Don't Serve Weird Meat To Foreign Friends
Browsing through this week's Chinese news, I found a few articles about the new social education program the Shanghai government is starting up in preparation for the World Expo 2010. They're going to offer public lessons on manners and etiquette -- how not to hack spit all over the place, how not to smoke on public elevators (we hope!), how to yield for pedestrians (yeah right), and how to greet foreigners visiting Shanghai. The last one caught our attention. We're used to being called "lao wai" daily, as we walk down the street. "Hallo !! Lao wai !!" Lao wai means "old foreigner," and even though my friends here insist it's a term of endearment, hearing it 50 times a day "lao wai !! heheh .. Hallo !!" can become a bit nerve-racking. So the government is going to discourage this behavior, in hopes that Shanghai will appear to be a more mature, cultured, cosmopolitan city, as it prepares to host the World Expo.
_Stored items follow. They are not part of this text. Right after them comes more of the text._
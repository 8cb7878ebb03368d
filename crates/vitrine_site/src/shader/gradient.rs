//! Gold radial gradient
//!
//! [`GradientShader::shade`] is the CPU reference of the fragment stage. The
//! focal point starts at the viewport center and drifts toward the smoothed
//! pointer as the reveal progresses; a radial falloff whose radius grows with
//! the reveal blends two golds over a near-black base and drives alpha.

use vitrine_animation::Interpolate;
use vitrine_core::math::{clamp01, smoothstep};
use vitrine_core::{Color, Point, Size};

/// Uniform block shared with the material
#[derive(Clone, Copy, Debug, PartialEq)]
pub struct GradientUniforms {
    /// Smoothed pointer, normalized with y pointing up
    pub mouse: Point,
    /// Surface size in pixels
    pub resolution: Size,
    /// Reveal progress in [0, 1]
    pub progress: f32,
}

impl GradientUniforms {
    pub fn new(resolution: Size) -> Self {
        Self {
            mouse: Point::new(0.5, 0.5),
            resolution,
            progress: 0.0,
        }
    }

    fn aspect(&self) -> f32 {
        if self.resolution.height > 0.0 {
            self.resolution.width / self.resolution.height
        } else {
            1.0
        }
    }
}

/// Fragment-stage reference for the background gradient
#[derive(Clone, Copy, Debug, PartialEq)]
pub struct GradientShader {
    pub base: Color,
    pub bright: Color,
    pub deep: Color,
    /// Falloff radius at full reveal, in aspect-corrected uv units
    pub max_radius: f32,
    /// Fraction of the radius that stays fully lit
    pub core: f32,
}

impl Default for GradientShader {
    fn default() -> Self {
        Self {
            base: Color::from_hex(0x0a0a0a),
            bright: Color::from_hex(0xe8c547),
            deep: Color::from_hex(0xb8860b),
            max_radius: 0.9,
            core: 0.25,
        }
    }
}

impl GradientShader {
    /// Focal point for the given uniforms
    pub fn focal(&self, uniforms: &GradientUniforms) -> Point {
        Point::new(0.5, 0.5).lerp(&uniforms.mouse, clamp01(uniforms.progress))
    }

    /// Shade the fragment at `uv` (0..1, origin bottom-left)
    pub fn shade(&self, uv: Point, uniforms: &GradientUniforms) -> Color {
        let progress = clamp01(uniforms.progress);
        let radius = progress * self.max_radius;
        if radius <= 0.0 {
            return self.base.with_alpha(0.0);
        }

        let focal = self.focal(uniforms);
        let aspect = uniforms.aspect();
        let dx = (uv.x - focal.x) * aspect;
        let dy = uv.y - focal.y;
        let d = (dx * dx + dy * dy).sqrt();

        let falloff = 1.0 - smoothstep(radius * self.core, radius, d);
        let gold = Interpolate::lerp(&self.bright, &self.deep, clamp01(d / radius));
        Interpolate::lerp(&self.base, &gold, falloff).with_alpha(falloff * progress)
    }
}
Yeah, I know, World Expo ... they still have those?

So how is this related to Weird Meat? Well, it seems that one of the items they're going to address is how Chinese hosts should not serve foreign guests "offal and fish with bones." [SH-8days magazine, March 2006] Now I'm all for encouraging the 20 million civilians here to wait in line at the subway ticket booth, but some things are sacred and shouldn't be changed. Public pajama wearing doesn't bother me, and should be left alone -- it's charming, and it's a person's own business what they want to wear. But messing with a culture's foodways like this is just wrong. If a foreigner doesn't like offal and fish on the bone, that's the foreigner's problem. I'm a foreigner, and I want to appreciate the culture's foodways as they are, not a dumbed-down tourist version.
A better effort could be to discourage consumption of shark's fin soup, or the poaching of endangered species. A far more important PR exercise! But I say, eat the offal. Don't waste this perfectly good meat. Stop the anti-weird propoganda!
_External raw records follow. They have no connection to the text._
//! Contact form
//!
//! Submission is simulated: the form goes pending for `submit_delay_ms`,
//! then clears every field and pops the success message in. There is no
//! network round trip.

use std::cell::RefCell;
use std::fmt;
use std::rc::{Rc, Weak};
use std::sync::OnceLock;

use regex::Regex;
use tracing::{debug, info};
use vitrine_animation::{AnimatedTween, Easing, PropSet, Purpose, TargetKey, Tween};
use vitrine_core::{ElementId, TimerId};

use crate::error::{Result, SiteError};
use crate::host::HostContext;

const SUCCESS_POP_MS: f32 = 500.0;

#[derive(Clone, Copy, Debug, PartialEq, Eq, Hash)]
pub enum FormField {
    Name,
    Email,
    Phone,
    Company,
    Message,
}

impl FormField {
    pub const ALL: [FormField; 5] = [
        FormField::Name,
        FormField::Email,
        FormField::Phone,
        FormField::Company,
        FormField::Message,
    ];

    pub fn is_required(self) -> bool {
        matches!(self, FormField::Name | FormField::Email | FormField::Message)
    }

    pub fn as_str(self) -> &'static str {
        match self {
            FormField::Name => "name",
            FormField::Email => "email",
            FormField::Phone => "phone",
            FormField::Company => "company",
            FormField::Message => "message",
        }
    }
}

impl fmt::Display for FormField {
    fn fmt(&self, f: &mut fmt::Formatter<'_>) -> fmt::Result {
        f.write_str(self.as_str())
    }
}

/// Current input values
#[derive(Clone, Debug, Default, PartialEq, Eq)]
pub struct ContactFields {
    pub name: String,
    pub email: String,
    pub phone: String,
    pub company: String,
    pub message: String,
}

impl ContactFields {
    pub fn get(&self, field: FormField) -> &str {
        match field {
            FormField::Name => &self.name,
            FormField::Email => &self.email,
            FormField::Phone => &self.phone,
            FormField::Company => &self.company,
            FormField::Message => &self.message,
        }
    }

    fn slot(&mut self, field: FormField) -> &mut String {
        match field {
            FormField::Name => &mut self.name,
            FormField::Email => &mut self.email,
            FormField::Phone => &mut self.phone,
            FormField::Company => &mut self.company,
            FormField::Message => &mut self.message,
        }
    }

    pub fn is_empty(&self) -> bool {
        FormField::ALL.iter().all(|&f| self.get(f).is_empty())
    }

    /// First failing field wins, in form order
    pub fn validate(&self) -> Result<()> {
        for field in FormField::ALL {
            let value = self.get(field).trim();
            if field.is_required() && value.is_empty() {
                return Err(SiteError::InvalidField {
                    field,
                    reason: "is required",
                });
            }
        }
        if !is_email(self.email.trim()) {
            return Err(SiteError::InvalidField {
                field: FormField::Email,
                reason: "is not a valid address",
            });
        }
        Ok(())
    }
}

fn email_pattern() -> Option<&'static Regex> {
    static PATTERN: OnceLock<Option<Regex>> = OnceLock::new();
    PATTERN
        .get_or_init(|| Regex::new(r"^[^\s@]+@[^\s@]+\.[^\s@]+$").ok())
        .as_ref()
}

fn is_email(value: &str) -> bool {
    email_pattern().is_some_and(|re| re.is_match(value))
}

#[derive(Clone, Copy, Debug, PartialEq, Eq)]
pub enum SubmitState {
    Idle,
    Pending,
    /// Success message showing; cleared by the next edit or [`ContactForm::dismiss`]
    Success,
}

struct ContactInner {
    ctx: HostContext,
    this: Weak<RefCell<ContactInner>>,
    success: ElementId,
    fields: ContactFields,
    state: SubmitState,
    timer: Option<TimerId>,
    pop: Option<AnimatedTween>,
    submissions: u32,
}

impl ContactInner {
    fn submit(&mut self) -> Result<()> {
        if self.state == SubmitState::Pending {
            return Err(SiteError::SubmitInProgress);
        }
        self.fields.validate()?;

        self.state = SubmitState::Pending;
        self.pop = None;
        let delay = self.ctx.config().submit_delay_ms;
        let weak = self.this.clone();
        self.timer = Some(self.ctx.timers().set_timeout(delay, move || {
            if let Some(inner) = weak.upgrade() {
                inner.borrow_mut().on_sent();
            }
        }));
        debug!(delay_ms = delay, "contact form pending");
        Ok(())
    }

    fn on_sent(&mut self) {
        self.timer = None;
        self.fields = ContactFields::default();
        self.state = SubmitState::Success;
        self.submissions += 1;
        self.pop = Some(self.ctx.animations().animate(
            TargetKey::new(self.success, Purpose::Entrance),
            Tween::from_to(
                PropSet::new().scale(0.0).opacity(0.0),
                PropSet::new().scale(1.0).opacity(1.0),
                SUCCESS_POP_MS,
            )
            .easing(Easing::BACK_OUT),
        ));
        info!(submissions = self.submissions, "contact form sent");
    }

    fn teardown(&mut self) {
        if let Some(id) = self.timer.take() {
            self.ctx.timers().clear(id);
        }
        self.pop = None;
    }
}

/// Contact form with a simulated submit
pub struct ContactForm {
    inner: Rc<RefCell<ContactInner>>,
}

impl ContactForm {
    /// `success` is the element holding the success message; it starts hidden
    pub fn mount(ctx: &HostContext, success: ElementId) -> Self {
        ctx.animations()
            .apply(success, &PropSet::new().scale(0.0).opacity(0.0));
        let inner = Rc::new_cyclic(|this| {
            RefCell::new(ContactInner {
                ctx: ctx.clone(),
                this: this.clone(),
                success,
                fields: ContactFields::default(),
                state: SubmitState::Idle,
                timer: None,
                pop: None,
                submissions: 0,
            })
        });
        Self { inner }
    }

    /// Edit a field; ignored while a submission is pending
    pub fn set(&self, field: FormField, value: impl Into<String>) -> bool {
        let mut inner = self.inner.borrow_mut();
        if inner.state == SubmitState::Pending {
            return false;
        }
        if inner.state == SubmitState::Success {
            inner.state = SubmitState::Idle;
        }
        *inner.fields.slot(field) = value.into();
        true
    }

    pub fn fields(&self) -> ContactFields {
        self.inner.borrow().fields.clone()
    }

    pub fn state(&self) -> SubmitState {
        self.inner.borrow().state
    }

    pub fn is_submitting(&self) -> bool {
        self.state() == SubmitState::Pending
    }

    /// Completed submissions since mount
    pub fn submissions(&self) -> u32 {
        self.inner.borrow().submissions
    }

    pub fn submit(&self) -> Result<()> {
        self.inner.borrow_mut().submit()
    }

    /// Hide the success message and return to idle
    pub fn dismiss(&self) {
        let mut inner = self.inner.borrow_mut();
        if inner.state != SubmitState::Success {
            return;
        }
        inner.state = SubmitState::Idle;
        inner.pop = None;
        let success = inner.success;
        inner
            .ctx
            .animations()
            .apply(success, &PropSet::new().scale(0.0).opacity(0.0));
    }

    pub fn unmount(&self) {
        self.inner.borrow_mut().teardown();
    }
}

impl Drop for ContactForm {
    fn drop(&mut self) {
        self.unmount();
    }
}

#[cfg(test)]
mod tests {
    use super::*;
    use crate::host::Host;
    use vitrine_core::Rect;

    fn filled(form: &ContactForm) {
        form.set(FormField::Name, "Dana");
        form.set(FormField::Email, "dana@example.com");
        form.set(FormField::Message, "Stand for the spring show");
    }

    fn mount(host: &Host) -> (ContactForm, ElementId) {
        let success = host
            .layout()
            .insert("contact.success", Rect::new(0.0, 3000.0, 400.0, 80.0));
        (ContactForm::mount(&host.context(), success), success)
    }

    #[test]
    fn test_validation() {
        let mut fields = ContactFields::default();
        let err = fields.validate().unwrap_err();
        assert!(matches!(
            err,
            SiteError::InvalidField {
                field: FormField::Name,
                ..
            }
        ));
        assert_eq!(err.to_string(), "name is required");

        fields.name = "Dana".into();
        fields.email = "dana at example".into();
        fields.message = "hi".into();
        assert!(matches!(
            fields.validate(),
            Err(SiteError::InvalidField {
                field: FormField::Email,
                ..
            })
        ));

        fields.email = "dana@example.com".into();
        assert!(fields.validate().is_ok());
    }

    #[test]
    fn test_submit_clears_and_pops_success() {
        let host = Host::desktop();
        let (form, success) = mount(&host);
        filled(&form);
        form.set(FormField::Company, "Acme");

        form.submit().unwrap();
        assert!(form.is_submitting());
        assert!(!form.set(FormField::Name, "ignored"));
        assert!(matches!(form.submit(), Err(SiteError::SubmitInProgress)));

        host.run_for(1990.0, 10.0);
        assert!(form.is_submitting());
        assert_eq!(form.fields().name, "Dana");

        host.advance(10.0);
        assert_eq!(form.state(), SubmitState::Success);
        assert!(form.fields().is_empty());
        assert_eq!(form.submissions(), 1);

        host.run_for(600.0, 16.0);
        let state = host.scheduler().state_of(success);
        assert_eq!(state.scale, 1.0);
        assert_eq!(state.opacity, 1.0);
    }

    #[test]
    fn test_invalid_submit_stays_idle() {
        let host = Host::desktop();
        let (form, _) = mount(&host);
        form.set(FormField::Name, "Dana");
        assert!(form.submit().is_err());
        assert_eq!(form.state(), SubmitState::Idle);
        assert_eq!(host.counts().pending_timers, 0);
    }

    #[test]
    fn test_edit_after_success_returns_to_idle() {
        let host = Host::desktop();
        let (form, success) = mount(&host);
        filled(&form);
        form.submit().unwrap();
        host.run_for(2600.0, 20.0);
        assert_eq!(form.state(), SubmitState::Success);

        form.dismiss();
        assert_eq!(form.state(), SubmitState::Idle);
        assert_eq!(host.scheduler().state_of(success).opacity, 0.0);

        filled(&form);
        form.submit().unwrap();
        host.advance(2000.0);
        form.set(FormField::Name, "Again");
        assert_eq!(form.state(), SubmitState::Idle);
    }

    #[test]
    fn test_unmount_while_pending() {
        let host = Host::desktop();
        let (form, _) = mount(&host);
        filled(&form);
        form.submit().unwrap();
        drop(form);
        assert!(host.counts().is_idle(), "{:?}", host.counts());
    }
}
If they'd only learn how to cook it...


1 Comments:
Peter
I remember eating in Nanjing with one Chinese and three caucasian friends. When I finished using the bathroom, I walked by the kitchen and heard somebody yelling "FIVE AMERICANS". Ten minutes later, we got a plate of french fries on the table. Awesome, isn't it?
But those restaurants do make much better fries than American diners or fast-food chains.